Virginia Allain from Central Florida on December 29, 2010:
These are just fabulous flowers and I include them in my Create a Moonlight Garden. I'll feature your lens there. Congrats on the purple star.
poutine on December 29, 2010:
Beautiful flower and well deserved Purple Star.
julieannbrady on December 29, 2010:
Ah, what do I think? I sincerely think I died and went to heaven and encountered lovely Moonflowers! Such a delight -- congrats on your purple star my dear.
ChrisDay LM on December 29, 2010:
Great flowers. Great pics. Well-deserved Purple Star Trophy. Congratulations
WhiteOak50 on June 04, 2010:
Oh, I love moonflowers!! I grow them too every year!! I have several pictures of them, isn't their scent enchanting, mystical and intoxicating? I love them.
Indigo Janson from UK on January 25, 2010:
How beautiful. It's quite magical watching them open in those videos.
Carol Fisher (author) from Warminster, Wiltshire, UK on December 29, 2009:
@ElizabethJeanAl: I wish we could grow moonflowers here in the UK but we have to make do with morning glory.
ElizabethJeanAl on December 29, 2009:
I used to have several moonflowers but they died out and I keep forgetting to get more seeds from my mother-in-law. She's the queen of moons. I swear she has a hundred of them.
Thanks for sharing
AppalachianCoun on September 08, 2009:
Wonderful and beautiful lens. We haven't seen this flower in years. Thank-you for bringing back memories. 5 stars*****
Sojourn on July 30, 2009:
Beautiful flowers and I loved the videos. Nice job!
Jennifer P Tanabe from Red Hook, NY on July 25, 2009:
Lovely! Didn't know about moonflowers, now I want to grow them.
Joan4 on July 25, 2009:
my absolute favorite flower of all! Moonvine!! Blessed by a SquidAngel aka Moonvine!
Nancy Tate Hellams from Pendleton, SC on July 25, 2009:
We love the Moonvine and it is my sister, Joan4's favorite flower. I didn't plant any this year and have missed them. Great lens - beautiful and informative.
Mary Beth Granger from O'Fallon, Missouri, USA on July 24, 2009:
Very cool! I loved watching it bloom! 5*
Terry Boroff (flipflopnana) from FL on July 23, 2009:
Such a beautiful lens! I loved watching the videos!

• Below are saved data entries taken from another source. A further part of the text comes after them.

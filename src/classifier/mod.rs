//! Message classification for rendering.
//!
//! Classification is pure and total: every string, including the empty one,
//! maps to exactly one [`MessageCategory`](crate::models::MessageCategory).
//! Results are recomputed per render rather than cached.

pub mod classify;
pub mod rules;

pub use classify::{Classifier, classify};
pub use rules::{VideoHostPrefixes, extract_bracketed_url, is_bracketed_media, is_link};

Cynthia Sylvestermouse from United States on July 23, 2009:
Thank you for the introduction to this beautiful flower. What a fantastic lens!
Rachel Field on July 23, 2009:
What a beautiful flower and a beautiful lens!
GramaBarb from Vancouver on July 22, 2009:
Sooo beautiful! Loved the video of the Moonflower opening.
Holley Web on July 22, 2009:
This is just gorgeous! It really makes want to plant these on an arbor outside my back door. I sit outside at night to view the moon and it would be a magnificent romantic touch for us. Thank you for introducing me to this beauty!
drifter0658 lm on July 22, 2009:
What a beautiful flower. The blooming at night like romance under the alluring moon. Simply gorgeous.
Yvonne L B from Covington, LA on July 21, 2009:
Beautiful Carol. I didn't know that Peter Loewer wrote books for children. I'm going to feature this lens on my Moon Garden one.
anonymous on July 21, 2009:
An absolutely beautiful lens, Carol!
kimmanleyort on July 21, 2009:
Isn't nature so interesting? Great lens. I especially loved the videos.
motorpurrr on July 21, 2009:
That's neat! Maybe that's what I planted outside. It has the same flower. I thought it was weird that it was opening up last night in the evening. You solved a mystery for me. Thanks.